Bitcoin’s performance in recent times has garnered interest from various sections of the media and also from large institutions. Deutsche Bank published a report stating that
“Bitcoin is too important to ignore, noting that it is now the third-largest currency in terms of the total value in circulation.”
In a recent podcast, Matthew Mežinskis, creator of the Crypto Voices Global Monetary Base project joined the show to discuss how Bitcoin stacked up against sovereign currencies.
He was quick to draw parallels between Gold, Bitcoin, and fiat currencies. He added:
“Gold & silver is base money of the past. Government fiat is base money today. It comprises both physical cash, and a digital cash component. Bitcoin may be the base money of the future.”
He pointed at the defective comparison between Bitcoin and other monetary base money.
“Everyone looking to value Bitcoin always jumps to the “narrow” or “broad” money supplies (M1/M2/M3). This is incorrect. The reason is those money supplies represent “claims” on the base money supply.”

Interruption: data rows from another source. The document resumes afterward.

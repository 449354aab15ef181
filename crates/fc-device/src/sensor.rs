//! Temperature and tachometer accessors.
//!
//! Failed reads do not stop the control loop: the temperature accessor
//! yields a negative sentinel that flows into the PID computation as if
//! it were a real reading, matching the long-standing behavior external
//! tooling is tuned against.

use crate::sysfs::read_raw;
use std::path::Path;
use tracing::warn;

/// Sentinel temperature produced when the sensor cannot be read.
pub const TEMP_SENTINEL: f64 = -1.0;

/// Read the current temperature in degrees Celsius.
///
/// The raw sysfs value is divided by `div` (typically 1000 for millidegree
/// thermal zones). Returns [`TEMP_SENTINEL`] on any read or parse failure.
pub fn temperature(thermal_file: &Path, div: i64) -> f64 {
    match read_raw(thermal_file) {
        Ok(raw) => raw as f64 / div as f64,
        Err(err) => {
            warn!(%err, "temperature read failed");
            TEMP_SENTINEL
        }
    }
}

/// Read the current fan speed in RPM from the tachometer file.
///
/// Returns -1 on failure. Used for diagnostics only; the control loop
/// never acts on this value.
pub fn fan_speed(fan_speed_file: &Path) -> i64 {
    read_raw(fan_speed_file).unwrap_or(-1)
}
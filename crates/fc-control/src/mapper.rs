//! Control-signal to duty-cycle mapping.

use fc_core::round_half_up;

/// Map a control signal (percentage in [0, 100]) to an integer duty cycle.
///
/// A signal at or below zero stops the fan outright: there is no
/// minimum-speed floor, by design. Any positive signal maps linearly onto
/// `[min_speed, max_speed]`, rounded half-up, so the fan starts at a speed
/// that can physically spin it. The result is bounded to `[0, max_speed]`
/// as a final safety bound, ceiling first so that a degenerate negative
/// `max_speed` (reachable through the config's atoi fallback) still
/// yields a stopped fan rather than a negative duty.
pub fn map_to_duty(signal: f64, min_speed: i64, max_speed: i64) -> i64 {
    if signal <= 0.0 {
        return 0;
    }
    let fraction = signal / 100.0;
    let duty = round_half_up(min_speed as f64 + fraction * (max_speed - min_speed) as f64);
    duty.min(max_speed).max(0)
}
use thiserror::Error;

pub type FcResult<T> = Result<T, FcError>;

#[derive(Error, Debug)]
pub enum FcError {
    #[error("Non-finite numeric value for {what}: {value}")]
    NonFinite { what: &'static str, value: f64 },

    #[error("Invalid argument: {what}")]
    InvalidArg { what: &'static str },

    #[error("Invariant violated: {what}")]
    Invariant { what: &'static str },
}
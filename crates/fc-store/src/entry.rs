//! Log entry formatting.

use chrono::{DateTime, Local};

/// One timestamped temperature sample.
#[derive(Debug, Clone, PartialEq)]
pub struct LogEntry {
    /// Wall-clock timestamp, second resolution.
    pub timestamp: DateTime<Local>,
    /// Temperature in degrees Celsius.
    pub temperature: f64,
}

impl LogEntry {
    pub fn new(timestamp: DateTime<Local>, temperature: f64) -> Self {
        Self {
            timestamp,
            temperature,
        }
    }

    /// Render the on-disk line format: `[YYYY-MM-DD HH:MM:SS] N.N`.
    pub fn to_line(&self) -> String {
        format!(
            "[{}] {:.1}",
            self.timestamp.format("%Y-%m-%d %H:%M:%S"),
            self.temperature
        )
    }
}
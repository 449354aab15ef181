//! The bounded, newest-first log file.

use crate::entry::LogEntry;
use crate::error::{StoreError, StoreResult};
use std::fs;
use std::path::{Path, PathBuf};
use tracing::warn;

/// Capacity used when the configured interval is not positive.
const DEFAULT_CAPACITY: usize = 360;

/// Bounded temperature history persisted at a fixed path.
#[derive(Debug, Clone)]
pub struct TempLogStore {
    path: PathBuf,
    log_interval: i64,
}

impl TempLogStore {
    pub fn new(path: impl Into<PathBuf>, log_interval: i64) -> Self {
        Self {
            path: path.into(),
            log_interval,
        }
    }

    pub fn path(&self) -> &Path {
        &self.path
    }

    /// Maximum number of entries the file may hold: one hour's worth at
    /// the configured interval, never less than one.
    pub fn capacity(&self) -> usize {
        if self.log_interval > 0 {
            ((3600 / self.log_interval) as usize).max(1)
        } else {
            DEFAULT_CAPACITY
        }
    }

    /// Truncate the history. Called once at startup so a restart begins
    /// with a clean chart.
    pub fn reset(&self) -> StoreResult<()> {
        self.ensure_parent_dir();
        fs::write(&self.path, "").map_err(|source| StoreError::Write {
            path: self.path.clone(),
            source,
        })
    }

    /// Prepend one entry, evicting from the tail to stay within capacity.
    ///
    /// The file is read in full and rewritten in full on every call; it is
    /// the sole representation of the history. The rewrite is deliberately
    /// not transactional, so an external reader can observe a file
    /// mid-rewrite and must tolerate a malformed trailing line. Existing
    /// lines are carried verbatim, without reparsing.
    pub fn append(&self, entry: &LogEntry) -> StoreResult<()> {
        let existing = fs::read_to_string(&self.path).unwrap_or_default();
        let keep = self.capacity() - 1;

        let mut content = entry.to_line();
        content.push('\n');
        for line in existing.lines().take(keep) {
            content.push_str(line);
            content.push('\n');
        }

        self.ensure_parent_dir();
        fs::write(&self.path, content).map_err(|source| StoreError::Write {
            path: self.path.clone(),
            source,
        })
    }

    /// Read the current history lines, newest first. Absent file reads as
    /// empty.
    pub fn lines(&self) -> Vec<String> {
        fs::read_to_string(&self.path)
            .unwrap_or_default()
            .lines()
            .map(str::to_owned)
            .collect()
    }

    fn ensure_parent_dir(&self) {
        if let Some(parent) = self.path.parent()
            && !parent.exists()
            && let Err(err) = fs::create_dir_all(parent)
        {
            warn!(path = %parent.display(), %err, "cannot create log directory");
        }
    }
}

#[cfg(test)]
mod tests {
    use super::*;
    use chrono::{Duration, Local};

    fn scratch(name: &str) -> PathBuf {
        let dir = std::env::temp_dir().join("fc_store_test");
        let _ = fs::create_dir_all(&dir);
        let path = dir.join(name);
        let _ = fs::remove_file(&path);
        path
    }

    fn entry_at(offset_s: i64, temperature: f64) -> LogEntry {
        LogEntry::new(Local::now() + Duration::seconds(offset_s), temperature)
    }

    #[test]
    fn capacity_follows_interval() {
        assert_eq!(TempLogStore::new("/tmp/x", 10).capacity(), 360);
        assert_eq!(TempLogStore::new("/tmp/x", 60).capacity(), 60);
        assert_eq!(TempLogStore::new("/tmp/x", 3600).capacity(), 1);
        // Intervals longer than an hour still keep one entry
        assert_eq!(TempLogStore::new("/tmp/x", 7200).capacity(), 1);
        // Non-positive interval falls back to the default cap
        assert_eq!(TempLogStore::new("/tmp/x", 0).capacity(), 360);
        assert_eq!(TempLogStore::new("/tmp/x", -5).capacity(), 360);
    }

    #[test]
    fn append_prepends_newest_first() {
        let store = TempLogStore::new(scratch("prepend"), 10);
        store.append(&entry_at(0, 40.0)).unwrap();
        store.append(&entry_at(10, 41.0)).unwrap();
        store.append(&entry_at(20, 42.0)).unwrap();

        let lines = store.lines();
        assert_eq!(lines.len(), 3);
        assert!(lines[0].ends_with("42.0"));
        assert!(lines[2].ends_with("40.0"));
    }

    #[test]
    fn append_evicts_beyond_capacity() {
        // log_interval 1200 -> capacity 3
        let store = TempLogStore::new(scratch("evict"), 1200);
        for i in 0..5 {
            store.append(&entry_at(i, 40.0 + i as f64)).unwrap();
        }
        let lines = store.lines();
        assert_eq!(lines.len(), 3);
        assert!(lines[0].ends_with("44.0"));
        assert!(lines[2].ends_with("42.0"));
    }

    #[test]
    fn four_hundred_appends_keep_latest_360() {
        let store = TempLogStore::new(scratch("hour"), 10);
        for i in 0..400 {
            store.append(&entry_at(i * 10, i as f64)).unwrap();
        }
        let lines = store.lines();
        assert_eq!(lines.len(), 360);
        assert!(lines[0].ends_with("399.0"));
        assert!(lines[359].ends_with("40.0"));
    }

    #[test]
    fn capacity_one_keeps_only_newest() {
        let store = TempLogStore::new(scratch("single"), 3600);
        store.append(&entry_at(0, 40.0)).unwrap();
        store.append(&entry_at(3600, 50.0)).unwrap();
        let lines = store.lines();
        assert_eq!(lines.len(), 1);
        assert!(lines[0].ends_with("50.0"));
    }

    #[test]
    fn reset_truncates() {
        let store = TempLogStore::new(scratch("reset"), 10);
        store.append(&entry_at(0, 40.0)).unwrap();
        store.reset().unwrap();
        assert!(store.lines().is_empty());
    }

    #[test]
    fn malformed_lines_are_carried_verbatim() {
        let path = scratch("malformed");
        fs::write(&path, "half-written garbag\n").unwrap();
        let store = TempLogStore::new(path, 10);
        store.append(&entry_at(0, 40.0)).unwrap();
        let lines = store.lines();
        assert_eq!(lines.len(), 2);
        assert_eq!(lines[1], "half-written garbag");
    }

    #[test]
    fn creates_parent_directory() {
        let dir = std::env::temp_dir().join("fc_store_test_subdir");
        let _ = fs::remove_dir_all(&dir);
        let store = TempLogStore::new(dir.join("log"), 10);
        store.append(&entry_at(0, 40.0)).unwrap();
        assert_eq!(store.lines().len(), 1);
    }
}
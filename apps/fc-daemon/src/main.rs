use clap::Parser;
use fc_config::{CONFIG_FILE, CliOverrides, RunConfig};
use fc_daemon::{AppResult, Daemon};
use std::path::{Path, PathBuf};
use std::process::ExitCode;
use std::sync::Arc;
use std::sync::atomic::{AtomicBool, Ordering};

/// PID fan-speed controller for sysfs thermal zones and hwmon PWM fans.
#[derive(Parser)]
#[command(name = "fancontrol")]
struct Cli {
    /// Temperature sysfs file
    #[arg(short = 'T', value_name = "sysfs")]
    thermal_file: Option<PathBuf>,

    /// Fan PWM sysfs file
    #[arg(short = 'F', value_name = "sysfs")]
    fan_pwm_file: Option<PathBuf>,

    /// Fan speed (tachometer) sysfs file
    #[arg(short = 'S', value_name = "sysfs")]
    fan_speed_file: Option<PathBuf>,

    /// Initial speed for fan startup
    #[arg(short = 's', value_name = "speed")]
    start_speed: Option<i64>,

    /// Target temperature for PID control, in degrees Celsius
    #[arg(short = 't', value_name = "temperature")]
    target_temp: Option<i64>,

    /// Fan maximum speed
    #[arg(short = 'm', value_name = "speed")]
    max_speed: Option<i64>,

    /// Temperature divisor (raw sensor value to degrees)
    #[arg(short = 'd', value_name = "div")]
    temp_div: Option<i64>,

    /// Debug level; nonzero logs every tick
    #[arg(short = 'D', value_name = "level")]
    debug: Option<i64>,

    /// Verbose (accepted for compatibility, no effect)
    #[arg(short = 'v')]
    verbose: bool,
}

impl Cli {
    fn overrides(&self) -> CliOverrides {
        CliOverrides {
            thermal_file: self.thermal_file.clone(),
            fan_pwm_file: self.fan_pwm_file.clone(),
            fan_speed_file: self.fan_speed_file.clone(),
            start_speed: self.start_speed,
            target_temp: self.target_temp,
            max_speed: self.max_speed,
            temp_div: self.temp_div,
            debug: self.debug,
        }
    }
}

fn main() -> ExitCode {
    tracing_subscriber::fmt::init();
    let cli = Cli::parse();
    match run(&cli) {
        Ok(()) => ExitCode::SUCCESS,
        Err(err) => {
            eprintln!("fancontrol: {err}");
            ExitCode::FAILURE
        }
    }
}

fn run(cli: &Cli) -> AppResult<()> {
    // -v is accepted for interface compatibility; verbosity is driven by
    // the tracing env filter instead
    let _ = cli.verbose;

    let overrides = cli.overrides();

    // The device presence check precedes the config-file overlay: only
    // defaults and flags determine the probed paths. Historical startup
    // order, relied on by service scripts that pass paths via flags.
    let mut probe = RunConfig::default();
    overrides.apply(&mut probe);
    fc_device::devices_present(&probe.thermal_file, &probe.fan_pwm_file)?;

    let shutdown = Arc::new(AtomicBool::new(false));
    let flag = Arc::clone(&shutdown);
    ctrlc::set_handler(move || flag.store(true, Ordering::SeqCst))?;

    let config = fc_config::resolve(Path::new(CONFIG_FILE), &overrides);
    let mut daemon = Daemon::start(config)?;
    daemon.run(&shutdown);
    Ok(())
}
//! Raw sysfs read/write primitives.

use crate::error::{DeviceError, DeviceResult};
use fc_core::leading_i64;
use std::fs::File;
use std::io::{BufRead, BufReader, Write};
use std::path::Path;
use tracing::debug;

/// Read the leading integer from the first line of a sysfs file.
pub fn read_raw(path: &Path) -> DeviceResult<i64> {
    let file = File::open(path).map_err(|source| DeviceError::Read {
        path: path.to_path_buf(),
        source,
    })?;
    let mut line = String::new();
    BufReader::new(file)
        .read_line(&mut line)
        .map_err(|source| DeviceError::Read {
            path: path.to_path_buf(),
            source,
        })?;
    leading_i64(&line).ok_or_else(|| DeviceError::Parse {
        path: path.to_path_buf(),
    })
}

/// Write an integer (plus trailing newline) to a sysfs file, truncating.
///
/// Failures are absorbed: the actuator is best-effort and the caller has
/// no way to react beyond trying again next interval. The failure is
/// surfaced to the tracing sink only.
pub fn write_raw(path: &Path, value: i64) {
    let result = File::create(path).and_then(|mut file| writeln!(file, "{value}"));
    if let Err(err) = result {
        debug!(path = %path.display(), %err, "actuator write failed");
    }
}

/// Fatal-precondition check: both device files must exist before the
/// control loop may start.
pub fn devices_present(thermal_file: &Path, fan_pwm_file: &Path) -> DeviceResult<()> {
    for path in [fan_pwm_file, thermal_file] {
        if !path.exists() {
            return Err(DeviceError::Missing {
                path: path.to_path_buf(),
            });
        }
    }
    Ok(())
}
use std::path::PathBuf;
use thiserror::Error;

pub type StoreResult<T> = Result<T, StoreError>;

#[derive(Error, Debug)]
pub enum StoreError {
    #[error("Failed to write log file: {path}")]
    Write {
        path: PathBuf,
        source: std::io::Error,
    },
}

This particular analogy does portray an important concept people tend to forget. Fiat base money today is a combination of both physical (notes & coins) and digital (bank reserves at the central bank) components and think of the digital part as the “account” each bank holds with its central bank. He went on to add that,
“Another mistake that’s often made when comparing bitcoins to the analog monetary world is looking at a simple chart like US M1 or Eurozone M2. Besides again being incorrect on the M1/M2/M3 comparison, this method is inadequate because Bitcoin is global, and those… are not,”
He further added to the aforementioned comparison:
“We can’t simply look at one or two nation states’ base money supplies to gauge any kind of market depth. The sample must be global”
Bitcoin is limited by the protocol to an eventual 21 million in supply by 2141, and each day it seems more likely that the digital asset could circulate as base money of the future: a deep & balanced final settlement money supply.